#### WORK TO BE COMPLETED:
What is the number of lines in the data that contain "Launch"? Respond with nothing else.

━━ PROVIDED MATERIAL

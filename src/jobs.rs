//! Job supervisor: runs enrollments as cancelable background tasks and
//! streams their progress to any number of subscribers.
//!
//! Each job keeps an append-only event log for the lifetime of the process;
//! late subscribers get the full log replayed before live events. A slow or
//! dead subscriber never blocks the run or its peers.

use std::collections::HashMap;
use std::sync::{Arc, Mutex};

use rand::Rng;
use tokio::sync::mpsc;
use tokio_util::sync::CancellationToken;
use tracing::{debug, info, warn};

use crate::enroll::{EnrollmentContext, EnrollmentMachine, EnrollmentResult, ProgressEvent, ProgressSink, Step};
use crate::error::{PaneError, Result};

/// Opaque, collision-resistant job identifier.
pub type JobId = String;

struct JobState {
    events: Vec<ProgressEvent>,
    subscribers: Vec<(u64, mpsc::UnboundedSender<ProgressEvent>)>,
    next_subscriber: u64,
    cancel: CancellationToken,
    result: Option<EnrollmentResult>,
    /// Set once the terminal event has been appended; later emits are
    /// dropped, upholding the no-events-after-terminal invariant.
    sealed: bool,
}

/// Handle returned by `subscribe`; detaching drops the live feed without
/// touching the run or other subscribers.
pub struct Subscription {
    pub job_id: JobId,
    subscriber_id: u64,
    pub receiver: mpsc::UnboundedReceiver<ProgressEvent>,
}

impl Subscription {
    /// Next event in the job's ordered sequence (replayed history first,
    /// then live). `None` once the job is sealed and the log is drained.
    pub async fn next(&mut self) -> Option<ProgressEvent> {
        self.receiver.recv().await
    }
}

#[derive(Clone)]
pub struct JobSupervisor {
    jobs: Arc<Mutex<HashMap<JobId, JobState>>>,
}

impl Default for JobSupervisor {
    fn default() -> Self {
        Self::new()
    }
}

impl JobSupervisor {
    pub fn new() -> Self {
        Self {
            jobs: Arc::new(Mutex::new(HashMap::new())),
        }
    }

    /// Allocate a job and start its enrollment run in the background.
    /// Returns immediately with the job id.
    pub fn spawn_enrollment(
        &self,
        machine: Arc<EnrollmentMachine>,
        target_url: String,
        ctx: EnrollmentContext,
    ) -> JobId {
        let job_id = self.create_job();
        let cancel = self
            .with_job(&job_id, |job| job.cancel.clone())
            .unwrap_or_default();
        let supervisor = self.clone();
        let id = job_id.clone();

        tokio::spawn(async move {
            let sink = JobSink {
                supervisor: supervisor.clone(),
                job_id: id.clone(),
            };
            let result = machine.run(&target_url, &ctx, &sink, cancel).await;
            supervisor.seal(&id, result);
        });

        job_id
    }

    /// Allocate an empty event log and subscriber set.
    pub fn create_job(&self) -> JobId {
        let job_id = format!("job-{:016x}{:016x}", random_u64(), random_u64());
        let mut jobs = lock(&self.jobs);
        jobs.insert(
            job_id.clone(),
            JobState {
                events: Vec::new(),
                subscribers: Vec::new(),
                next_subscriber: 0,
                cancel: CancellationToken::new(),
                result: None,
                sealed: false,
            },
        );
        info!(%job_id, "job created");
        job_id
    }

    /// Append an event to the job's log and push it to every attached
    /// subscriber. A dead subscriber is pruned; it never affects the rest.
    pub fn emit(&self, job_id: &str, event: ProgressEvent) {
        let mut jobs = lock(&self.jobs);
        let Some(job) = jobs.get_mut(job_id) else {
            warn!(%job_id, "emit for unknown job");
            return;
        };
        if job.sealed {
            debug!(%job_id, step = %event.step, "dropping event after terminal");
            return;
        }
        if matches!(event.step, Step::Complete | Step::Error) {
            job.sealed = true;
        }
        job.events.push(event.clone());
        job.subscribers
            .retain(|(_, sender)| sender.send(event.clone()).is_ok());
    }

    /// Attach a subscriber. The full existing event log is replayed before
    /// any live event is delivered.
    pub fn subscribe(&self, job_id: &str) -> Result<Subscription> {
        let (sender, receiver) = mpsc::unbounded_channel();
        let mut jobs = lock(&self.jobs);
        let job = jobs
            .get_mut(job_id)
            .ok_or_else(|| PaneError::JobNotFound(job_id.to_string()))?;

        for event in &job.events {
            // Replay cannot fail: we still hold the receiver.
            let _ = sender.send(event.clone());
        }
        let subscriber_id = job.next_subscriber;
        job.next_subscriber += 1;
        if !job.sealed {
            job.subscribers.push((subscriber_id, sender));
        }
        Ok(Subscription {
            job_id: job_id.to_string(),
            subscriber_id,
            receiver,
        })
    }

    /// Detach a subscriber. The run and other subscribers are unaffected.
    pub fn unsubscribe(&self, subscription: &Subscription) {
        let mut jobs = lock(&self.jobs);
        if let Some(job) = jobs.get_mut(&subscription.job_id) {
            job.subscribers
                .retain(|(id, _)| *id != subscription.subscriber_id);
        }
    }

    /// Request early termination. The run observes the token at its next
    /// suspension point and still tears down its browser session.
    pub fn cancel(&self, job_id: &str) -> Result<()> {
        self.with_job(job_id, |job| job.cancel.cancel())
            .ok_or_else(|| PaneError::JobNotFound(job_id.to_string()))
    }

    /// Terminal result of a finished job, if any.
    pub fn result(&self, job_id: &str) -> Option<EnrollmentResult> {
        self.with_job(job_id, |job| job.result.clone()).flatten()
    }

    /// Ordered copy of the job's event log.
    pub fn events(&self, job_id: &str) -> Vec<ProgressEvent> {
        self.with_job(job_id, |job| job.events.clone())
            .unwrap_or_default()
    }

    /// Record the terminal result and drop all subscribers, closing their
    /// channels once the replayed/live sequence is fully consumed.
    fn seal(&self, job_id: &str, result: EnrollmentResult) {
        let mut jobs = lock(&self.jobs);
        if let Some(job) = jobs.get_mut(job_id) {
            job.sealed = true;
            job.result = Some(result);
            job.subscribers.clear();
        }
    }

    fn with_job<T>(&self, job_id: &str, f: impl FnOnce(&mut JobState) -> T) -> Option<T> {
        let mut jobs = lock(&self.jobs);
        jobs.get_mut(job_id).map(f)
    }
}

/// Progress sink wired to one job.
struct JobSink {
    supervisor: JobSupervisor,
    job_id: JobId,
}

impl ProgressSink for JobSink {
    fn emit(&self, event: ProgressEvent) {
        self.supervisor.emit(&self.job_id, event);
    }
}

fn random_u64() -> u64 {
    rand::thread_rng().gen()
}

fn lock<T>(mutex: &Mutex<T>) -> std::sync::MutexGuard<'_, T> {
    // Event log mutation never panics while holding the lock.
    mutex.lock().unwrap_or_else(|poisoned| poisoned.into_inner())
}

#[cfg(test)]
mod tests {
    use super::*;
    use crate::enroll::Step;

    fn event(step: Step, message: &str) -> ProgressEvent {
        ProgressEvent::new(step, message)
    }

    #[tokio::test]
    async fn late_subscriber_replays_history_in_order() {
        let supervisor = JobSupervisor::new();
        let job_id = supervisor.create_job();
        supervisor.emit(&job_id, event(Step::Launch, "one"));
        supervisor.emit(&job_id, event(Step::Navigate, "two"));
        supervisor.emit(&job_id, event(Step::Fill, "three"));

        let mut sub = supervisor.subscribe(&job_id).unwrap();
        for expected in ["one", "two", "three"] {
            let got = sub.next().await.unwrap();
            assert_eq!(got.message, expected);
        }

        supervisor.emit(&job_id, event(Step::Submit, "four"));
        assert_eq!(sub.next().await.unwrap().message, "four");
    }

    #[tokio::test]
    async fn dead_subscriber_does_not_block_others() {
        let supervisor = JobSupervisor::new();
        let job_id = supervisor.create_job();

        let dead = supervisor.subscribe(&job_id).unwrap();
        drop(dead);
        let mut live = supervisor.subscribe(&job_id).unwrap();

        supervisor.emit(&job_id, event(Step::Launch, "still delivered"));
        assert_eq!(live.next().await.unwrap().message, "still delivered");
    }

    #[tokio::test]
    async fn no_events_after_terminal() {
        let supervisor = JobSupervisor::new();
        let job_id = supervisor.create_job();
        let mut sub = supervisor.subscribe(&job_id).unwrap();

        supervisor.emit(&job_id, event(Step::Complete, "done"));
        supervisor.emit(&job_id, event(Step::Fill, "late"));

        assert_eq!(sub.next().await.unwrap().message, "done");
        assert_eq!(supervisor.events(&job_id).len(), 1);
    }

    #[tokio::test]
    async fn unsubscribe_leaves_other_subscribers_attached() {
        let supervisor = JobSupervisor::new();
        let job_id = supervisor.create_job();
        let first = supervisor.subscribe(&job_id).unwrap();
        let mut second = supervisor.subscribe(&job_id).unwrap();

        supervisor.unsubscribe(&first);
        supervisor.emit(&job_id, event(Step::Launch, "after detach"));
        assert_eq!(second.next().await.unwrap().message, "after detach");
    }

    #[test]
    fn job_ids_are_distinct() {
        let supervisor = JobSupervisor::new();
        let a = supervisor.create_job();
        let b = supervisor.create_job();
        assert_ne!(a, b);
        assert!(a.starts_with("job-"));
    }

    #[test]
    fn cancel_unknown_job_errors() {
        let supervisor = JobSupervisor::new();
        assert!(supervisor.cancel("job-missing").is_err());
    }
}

━━━━

#### COMPLETED TASK:
3